The platform we built was a small HPC with 2560 cores, 3x v100s GPU’s and a 750TB Lustre file system interconnected with a 100G Converged RDMA backbone. The HPC Scheduler we built and installed was Slurm 20.11.0 and we deployed everything using PXE boot and SaltStack to manage the configuration and code deployments. The raw disks from the storage were presented to ZFS and built as pools of software RAID disks spread across four Object Storage Servers and two Metadata Servers.
There are two key drivers for the upgrade scheduled for 2023. One is the changes in software deployments within Health Care/Life Science HPC workloads and the use of more GPU facilities, the other is the sequential nature of the software deployment/operation and the reduction in CPU core usage.
HPC environments are used in a number of industries, and the operational profile of each industry segment is different. In Life Science and in particular a lot of Genetic Engineering Research, a huge number of cores and lots of parallel tasks are rare. Instead, more processing requiring both CPU & GPU resources along with capacity for large files and fast sequential I/O is generally required. Large data files also implies larger memory requirements.
Our original build of 512GB of memory and dual 64 core CPU’s per compute node has resulted in an underutilization of a lot of the cores for a majority of the jobs running.
Lustre Storage Issues
The Lustre Storage has worked very well, the key issue has been memory corruption in a node causing the MDS/OSS servers to crash and do crash recovery on reboot. ZFS has worked well but we will scope replacement of raw disks (and the ZFS software) to a DAS connected solution with Large LUNS presented from the Storage Array directly as the I/O profile is more sequential in nature rather than random I/O.
Moving to array based LUNS means we can correctly configure HA servers using PCS clusters more efficiently. The current HP Smart Array cards will not allow PCS clustering to work due to disk corruption so a physical swap/connect of the storage is required.
Compute Node Hardware
Our proposed hardware will be 1U single or dual CPU nodes with 1TB of RAM, each CPU will have no more than 24 cores at the highest clock speed available 3.6G or better, a 200G Connectx-6 cards will interconnect everything and each Compute Node will get an NVIDEA A40 GPU. The OS will still be CENTOS 7.9 with no move to RHEL 8 platforms at this stage due to software availability. The OS will live on mirrored SSD internally and there will be a pair of mirrored 960G SSD’s for scratch space on each node.

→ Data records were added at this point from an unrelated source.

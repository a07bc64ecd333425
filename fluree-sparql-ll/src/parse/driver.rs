//! Table-driven LL(1) driver.
//!
//! The driver walks a [`GrammarTable`] with an explicit stack of frames, one
//! per open production, so nesting depth is bounded by heap memory rather
//! than the native call stack.
//!
//! Each frame starts unopened. Opening it emits `Enter` and selects the
//! branch keyed by the lookahead token's representation (or
//! [`END_OF_INPUT`] once the tokens run out). Terminal terms consume one
//! token each; production terms push a new frame. A frame whose terms are
//! exhausted is popped with an `Exit`.

use std::slice;
use std::sync::Arc;

use super::event::{EventCollector, ParseEvent, ParseSink, TraceSink};
use crate::error::{ParseError, Result};
use crate::grammar::{GrammarTable, Term, END_OF_INPUT};
use crate::lex::{Lexer, Token};
use crate::options::ParseOptions;

/// One open production on the parse stack.
struct Frame<'t> {
    production: Arc<str>,
    /// Remaining terms of the selected branch; `None` until opened
    pending: Option<slice::Iter<'t, Term>>,
}

impl Frame<'_> {
    fn unopened(production: Arc<str>) -> Self {
        Self {
            production,
            pending: None,
        }
    }
}

/// Parser over a grammar table.
#[derive(Clone, Debug)]
pub struct Parser<'t> {
    table: &'t GrammarTable,
    options: ParseOptions,
}

impl<'t> Parser<'t> {
    pub fn new(table: &'t GrammarTable) -> Self {
        Self {
            table,
            options: ParseOptions::default(),
        }
    }

    pub fn with_options(mut self, options: ParseOptions) -> Self {
        self.options = options;
        self
    }

    /// Tokenize and parse `input` from `start`, collecting the events.
    pub fn parse(&self, input: &str, start: &str) -> Result<Vec<ParseEvent>> {
        let mut sink = EventCollector::new();
        self.parse_into(input, start, &mut sink)?;
        Ok(sink.finish())
    }

    /// Tokenize and parse `input` from `start`, reporting events to `sink`.
    pub fn parse_into<S: ParseSink>(&self, input: &str, start: &str, sink: S) -> Result<()> {
        let tokens = Lexer::new(input)
            .with_trace(self.options.trace)
            .tokenize()?;
        self.parse_tokens(&tokens, start, sink)?;
        Ok(())
    }

    /// Parse an already tokenized input.
    pub fn parse_tokens<S: ParseSink>(
        &self,
        tokens: &[Token],
        start: &str,
        sink: S,
    ) -> std::result::Result<(), ParseError> {
        let result = if self.options.trace {
            self.drive(tokens, start, TraceSink::new(sink))
        } else {
            self.drive(tokens, start, sink)
        };

        match &result {
            Ok(()) => tracing::debug!(start, tokens = tokens.len(), "parse succeeded"),
            Err(err) => tracing::debug!(
                start,
                production = err.production(),
                position = ?err.position(),
                error = %err,
                "parse failed"
            ),
        }
        result
    }

    fn drive<S: ParseSink>(
        &self,
        tokens: &[Token],
        start: &str,
        mut sink: S,
    ) -> std::result::Result<(), ParseError> {
        let mut stack: Vec<Frame<'t>> = vec![Frame::unopened(Arc::from(start))];
        let mut cursor = 0;

        'frames: while let Some(top) = stack.last_mut() {
            if top.pending.is_none() {
                sink.on_enter(&top.production);
                let terms = self.select_branch(&top.production, tokens, cursor)?;
                top.pending = Some(terms.iter());
            }

            while let Some(term) = top.pending.as_mut().and_then(Iterator::next) {
                match term {
                    Term::Terminal(expected) => match tokens.get(cursor) {
                        Some(token) if token.representation() == &**expected => {
                            sink.on_token(&top.production, token);
                            cursor += 1;
                        }
                        found => {
                            return Err(ParseError::ExpectedTerm {
                                production: top.production.to_string(),
                                expected: expected.to_string(),
                                found: found.cloned(),
                            });
                        }
                    },
                    Term::Production(name) => {
                        stack.push(Frame::unopened(Arc::clone(name)));
                        continue 'frames;
                    }
                }
            }

            if let Some(done) = stack.pop() {
                sink.on_exit(&done.production);
            }
        }

        match tokens.get(cursor) {
            None => Ok(()),
            Some(found) => Err(ParseError::TrailingInput {
                production: start.to_string(),
                found: found.clone(),
            }),
        }
    }

    /// Pick the branch of `production` for the token at `cursor`.
    fn select_branch(
        &self,
        production: &str,
        tokens: &[Token],
        cursor: usize,
    ) -> std::result::Result<&'t [Term], ParseError> {
        let table = self.table;
        let branches = table
            .branches(production)
            .ok_or_else(|| ParseError::NoExpansion {
                production: production.to_string(),
            })?;

        let found = tokens.get(cursor);
        let key = found.map_or(END_OF_INPUT, Token::representation);
        let terms = (!tokens.is_empty())
            .then(|| branches.get(key))
            .flatten()
            .ok_or_else(|| ParseError::UnexpectedToken {
                production: production.to_string(),
                found: found.cloned(),
                expected: table.alternatives(production),
            })?;
        Ok(terms.as_slice())
    }
}

#[cfg(test)]
mod tests {
    use super::*;
    use crate::grammar::Term;
    use crate::lex::{TokenKind, Value};

    /// `List -> '(' Items ')'`, `Items -> Variable Items | ε`
    fn list_table() -> GrammarTable {
        GrammarTable::builder()
            .rule("List", "(", [Term::terminal("("), Term::production("Items"), Term::terminal(")")])
            .rule("Items", "Variable", [Term::terminal("Variable"), Term::production("Items")])
            .rule("Items", ")", [])
            .build()
    }

    #[test]
    fn test_nested_events() {
        let events = Parser::new(&list_table()).parse("( ?a ?b )", "List").unwrap();
        assert_eq!(
            events,
            vec![
                ParseEvent::enter("List"),
                ParseEvent::token("List", TokenKind::Delimiter, Value::text("(")),
                ParseEvent::enter("Items"),
                ParseEvent::token("Items", TokenKind::Variable, Value::text("a")),
                ParseEvent::enter("Items"),
                ParseEvent::token("Items", TokenKind::Variable, Value::text("b")),
                ParseEvent::enter("Items"),
                ParseEvent::exit("Items"),
                ParseEvent::exit("Items"),
                ParseEvent::exit("Items"),
                ParseEvent::token("List", TokenKind::Delimiter, Value::text(")")),
                ParseEvent::exit("List"),
            ]
        );
    }

    #[test]
    fn test_deep_nesting_does_not_recurse() {
        let depth = 50_000;
        let input = format!("( {} )", "?v ".repeat(depth));
        let events = Parser::new(&list_table()).parse(&input, "List").unwrap();
        assert_eq!(events.len(), 4 + 3 * depth + 2);
    }

    #[test]
    fn test_unexpected_token_lists_sorted_keys() {
        let err = Parser::new(&list_table()).parse("( 1 )", "List").unwrap_err();
        match err.as_parse() {
            Some(ParseError::UnexpectedToken {
                production,
                found: Some(found),
                expected,
            }) => {
                assert_eq!(production, "Items");
                assert_eq!(found.kind, TokenKind::NumericLiteral);
                assert_eq!(expected, &vec![")".to_string(), "Variable".to_string()]);
            }
            other => panic!("unexpected result: {:?}", other),
        }
    }

    #[test]
    fn test_end_of_input_without_end_branch() {
        let err = Parser::new(&list_table()).parse("( ?a", "List").unwrap_err();
        let parse = err.as_parse().unwrap();
        // `Items` has no end-of-input branch in this table
        assert_eq!(parse.production(), "Items");
        assert!(parse.is_end_of_input());
        assert!(err.to_string().contains("end of input"));
    }

    #[test]
    fn test_terminal_mismatch() {
        let table = GrammarTable::builder()
            .rule("Pair", "(", [Term::terminal("("), Term::terminal("Variable"), Term::terminal(")")])
            .build();
        let err = Parser::new(&table).parse("( ?a ?b", "Pair").unwrap_err();
        match err.as_parse() {
            Some(ParseError::ExpectedTerm {
                production,
                expected,
                found: Some(found),
            }) => {
                assert_eq!(production, "Pair");
                assert_eq!(expected, ")");
                assert_eq!(found.kind, TokenKind::Variable);
            }
            other => panic!("unexpected result: {:?}", other),
        }
        let err = Parser::new(&table).parse("( ?a", "Pair").unwrap_err();
        assert!(err.as_parse().unwrap().is_end_of_input());
    }

    #[test]
    fn test_missing_production() {
        let table = GrammarTable::builder()
            .rule("A", "x", [Term::production("B")])
            .build();
        let tokens = vec![Token::new(
            TokenKind::Keyword,
            Value::text("x"),
            crate::span::SourceSpan::new(0, 1),
        )];
        let err = Parser::new(&table)
            .parse_tokens(&tokens, "A", EventCollector::new())
            .unwrap_err();
        assert_eq!(
            err,
            ParseError::NoExpansion {
                production: "B".to_string()
            }
        );
    }

    #[test]
    fn test_trailing_input() {
        let err = Parser::new(&list_table()).parse("( ?a ) )", "List").unwrap_err();
        match err.as_parse() {
            Some(ParseError::TrailingInput { production, found }) => {
                assert_eq!(production, "List");
                assert!(*found == ")");
                assert_eq!(found.span.start, 7);
            }
            other => panic!("unexpected result: {:?}", other),
        }
    }

    #[test]
    fn test_empty_input_fails_even_with_epsilon_branch() {
        let table = GrammarTable::builder().rule("Opt", "$", []).build();
        let err = Parser::new(&table).parse("", "Opt").unwrap_err();
        assert!(err.as_parse().unwrap().is_end_of_input());
        // but the end marker closes it after some input
        let table = GrammarTable::builder()
            .rule("S", "a", [Term::terminal("a"), Term::production("Opt")])
            .rule("Opt", "$", [])
            .build();
        assert!(Parser::new(&table).parse("a", "S").is_ok());
    }

    #[test]
    fn test_lex_error_surfaces() {
        let err = Parser::new(&list_table()).parse("( ~ )", "List").unwrap_err();
        assert!(err.as_lex().is_some());
    }

    #[test]
    fn test_trace_option_keeps_events() {
        let table = list_table();
        let plain = Parser::new(&table).parse("( ?a )", "List").unwrap();
        let traced = Parser::new(&table)
            .with_options(ParseOptions::new().with_trace(true))
            .parse("( ?a )", "List")
            .unwrap();
        assert_eq!(plain, traced);
    }
}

These nodes can be rolled into production use over time to increase the capacity and replace nodes going out of warranty.

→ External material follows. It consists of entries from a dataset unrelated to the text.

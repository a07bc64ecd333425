//! SPARQL character classes.
//!
//! The grammar's identifier productions are spelled out as static range
//! tables so the full multilingual range (including the supplementary
//! planes) is covered exactly:
//!
//! ```text
//! PN_CHARS_BASE ::= [A-Z] | [a-z] | [#x00C0-#x00D6] | [#x00D8-#x00F6]
//!                 | [#x00F8-#x02FF] | [#x0370-#x037D] | [#x037F-#x1FFF]
//!                 | [#x200C-#x200D] | [#x2070-#x218F] | [#x2C00-#x2FEF]
//!                 | [#x3001-#xD7FF] | [#xF900-#xFDCF] | [#xFDF0-#xFFFD]
//!                 | [#x10000-#xEFFFF]
//! PN_CHARS_U    ::= PN_CHARS_BASE | '_'
//! VARNAME       ::= (PN_CHARS_U | [0-9])
//!                   (PN_CHARS_U | [0-9] | #x00B7 | [#x0300-#x036F] | [#x203F-#x2040])*
//! PN_CHARS      ::= PN_CHARS_U | '-' | [0-9] | #x00B7 | [#x0300-#x036F] | [#x203F-#x2040]
//! ```

/// Ranges making up PN_CHARS_BASE.
const PN_CHARS_BASE: &[(char, char)] = &[
    ('A', 'Z'),
    ('a', 'z'),
    ('\u{00C0}', '\u{00D6}'),
    ('\u{00D8}', '\u{00F6}'),
    ('\u{00F8}', '\u{02FF}'),
    ('\u{0370}', '\u{037D}'),
    ('\u{037F}', '\u{1FFF}'),
    ('\u{200C}', '\u{200D}'),
    ('\u{2070}', '\u{218F}'),
    ('\u{2C00}', '\u{2FEF}'),
    ('\u{3001}', '\u{D7FF}'),
    ('\u{F900}', '\u{FDCF}'),
    ('\u{FDF0}', '\u{FFFD}'),
    ('\u{10000}', '\u{EFFFF}'),
];

/// Combining marks and joiners allowed after the first character of a name.
const NAME_EXTENDERS: &[(char, char)] = &[
    ('\u{00B7}', '\u{00B7}'),
    ('\u{0300}', '\u{036F}'),
    ('\u{203F}', '\u{2040}'),
];

/// Characters that may follow a backslash in a local name (PN_LOCAL_ESC).
pub const LOCAL_ESCAPABLE: &str = "_~.-!$&'()*+,;=/?#@%";

fn in_ranges(ranges: &[(char, char)], c: char) -> bool {
    ranges.iter().any(|&(lo, hi)| lo <= c && c <= hi)
}

pub fn is_pn_chars_base(c: char) -> bool {
    in_ranges(PN_CHARS_BASE, c)
}

pub fn is_pn_chars_u(c: char) -> bool {
    c == '_' || is_pn_chars_base(c)
}

pub fn is_pn_chars(c: char) -> bool {
    is_pn_chars_u(c) || c == '-' || c.is_ascii_digit() || in_ranges(NAME_EXTENDERS, c)
}

/// First character of a variable name (after `?` or `$`).
pub fn is_varname_start(c: char) -> bool {
    is_pn_chars_u(c) || c.is_ascii_digit()
}

/// Any subsequent character of a variable name.
pub fn is_varname_char(c: char) -> bool {
    is_varname_start(c) || in_ranges(NAME_EXTENDERS, c)
}

/// First character of a local name, excluding the `%` / `\` escape forms.
pub fn is_pn_local_start(c: char) -> bool {
    is_pn_chars_u(c) || c == ':' || c.is_ascii_digit()
}

/// Whether `c` may appear unescaped inside `<...>`.
///
/// ```text
/// IRIREF ::= '<' ([^<>"{}|^`\]-[#x00-#x20])* '>'
/// ```
pub fn is_iri_char(c: char) -> bool {
    !matches!(c, '<' | '>' | '"' | '{' | '}' | '|' | '^' | '`' | '\\' | '\x00'..='\x20')
}

/// SPARQL whitespace: space, tab, CR, LF.
pub fn is_ws(c: char) -> bool {
    matches!(c, ' ' | '\t' | '\r' | '\n')
}

/// Whether a word ending just before `next` is complete.
///
/// Keywords, booleans and names must not run into further name characters.
pub fn ends_word(next: Option<char>) -> bool {
    !next.is_some_and(|c| is_pn_chars(c) || c == ':')
}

As the existing Lustre storage approaches it’s end of warranty, and the issues with the HA not being fully achieved by the vendor, a new Storage solution based on Dell ME5084/ME484 enclosures with SAS DAS connectivity into the Lustre Storage nodes will be deployed. Space will be 700-800TB.

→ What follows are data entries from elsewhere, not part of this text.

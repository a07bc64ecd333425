//! SPARQL lexer and table-driven LL(1) parser for Fluree DB.
//!
//! This crate turns SPARQL query text into typed tokens, then drives a
//! production table over those tokens and reports what it recognizes as a
//! flat stream of enter / token / exit events. It validates syntax only: no
//! AST or query plan is built.
//!
//! # Example
//!
//! ```
//! use fluree_sparql_ll::{is_valid, parse, ParseEvent, ParseOptions, TokenKind, Value};
//!
//! let events = parse("LIMIT 10", "LimitClause", &ParseOptions::default()).unwrap();
//! assert_eq!(
//!     events,
//!     vec![
//!         ParseEvent::enter("LimitClause"),
//!         ParseEvent::token("LimitClause", TokenKind::Keyword, Value::text("limit")),
//!         ParseEvent::token("LimitClause", TokenKind::NumericLiteral, Value::from(10)),
//!         ParseEvent::exit("LimitClause"),
//!     ]
//! );
//!
//! assert!(is_valid("SELECT ?s WHERE { ?s ?p ?o }"));
//! assert!(!is_valid("SELECT WHERE"));
//! ```

pub mod error;
pub mod grammar;
pub mod lex;
pub mod options;
pub mod parse;
pub mod span;

pub use error::{LexError, ParseError, Result, SparqlError};
pub use grammar::{GrammarTable, GrammarTableBuilder, Term};
pub use lex::{tokenize, Lexer, Token, TokenKind, Value};
pub use options::ParseOptions;
pub use parse::{EventCollector, NullSink, ParseEvent, ParseSink, Parser};
pub use span::SourceSpan;

/// Tokenize `input`, logging each token at `TRACE` when `options.trace` is set.
pub fn tokenize_with(
    input: &str,
    options: &ParseOptions,
) -> std::result::Result<Vec<Token>, LexError> {
    Lexer::new(input).with_trace(options.trace).tokenize()
}

/// Parse `input` from production `start` of the bundled SPARQL table.
pub fn parse(input: &str, start: &str, options: &ParseOptions) -> Result<Vec<ParseEvent>> {
    parse_with(GrammarTable::sparql(), input, start, options)
}

/// Parse `input` from production `start` of an arbitrary table.
pub fn parse_with(
    table: &GrammarTable,
    input: &str,
    start: &str,
    options: &ParseOptions,
) -> Result<Vec<ParseEvent>> {
    Parser::new(table)
        .with_options(options.clone())
        .parse(input, start)
}

/// Whether `input` is a complete SPARQL query.
pub fn is_valid(input: &str) -> bool {
    Parser::new(GrammarTable::sparql())
        .parse_into(input, grammar::START, parse::NullSink)
        .is_ok()
}

#[cfg(test)]
mod tests {
    use super::*;

    #[test]
    fn test_is_valid_select() {
        assert!(is_valid("SELECT * WHERE { ?s ?p ?o }"));
        assert!(is_valid("select distinct ?s where { ?s a ?type } limit 5"));
    }

    #[test]
    fn test_is_valid_rejects() {
        assert!(!is_valid(""));
        assert!(!is_valid("SELECT * WHERE { ?s ?p ?o } }"));
        assert!(!is_valid("SELECT * WHERE { ?s ?p ~ }"));
    }

    #[test]
    fn test_tokenize_with_matches_tokenize() {
        let input = "SELECT ?x WHERE { ?x ?p [] }";
        let traced = tokenize_with(input, &ParseOptions::new().with_trace(true)).unwrap();
        assert_eq!(traced, tokenize(input).unwrap());
        assert!(tokenize_with("?x ~", &ParseOptions::default()).is_err());
    }

    #[test]
    fn test_parse_with_custom_table() {
        let table = GrammarTable::builder()
            .rule("Start", "true", [Term::terminal("BooleanLiteral")])
            .rule("Start", "BooleanLiteral", [Term::terminal("BooleanLiteral")])
            .build();
        let events = parse_with(&table, "true", "Start", &ParseOptions::default()).unwrap();
        assert_eq!(events.len(), 3);
        assert_eq!(
            events[1],
            ParseEvent::token("Start", TokenKind::BooleanLiteral, Value::Boolean(true))
        );
    }

    #[test]
    fn test_error_reports_production() {
        let err = parse("LIMIT", "LimitClause", &ParseOptions::default()).unwrap_err();
        let parse_err = err.as_parse().unwrap();
        assert_eq!(parse_err.production(), "LimitClause");
        assert!(parse_err.is_end_of_input());
    }
}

If a HA solution is required, four servers will be provided by two MetaData Servers (MDS) and two Object Storage Servers. If a partial HA is justified then just the OSS servers will be provided and a single MDS with local SSD will be used.
The exiting 100G network will remain but new nodes will get 200G Connectx-6 cards as standard. At some point the backbone will be upgraded to 200G depending on cost.
An analysis of the 4TB node will be made and if it is not being fully utilised then it will not be replaced simply run maintenance support.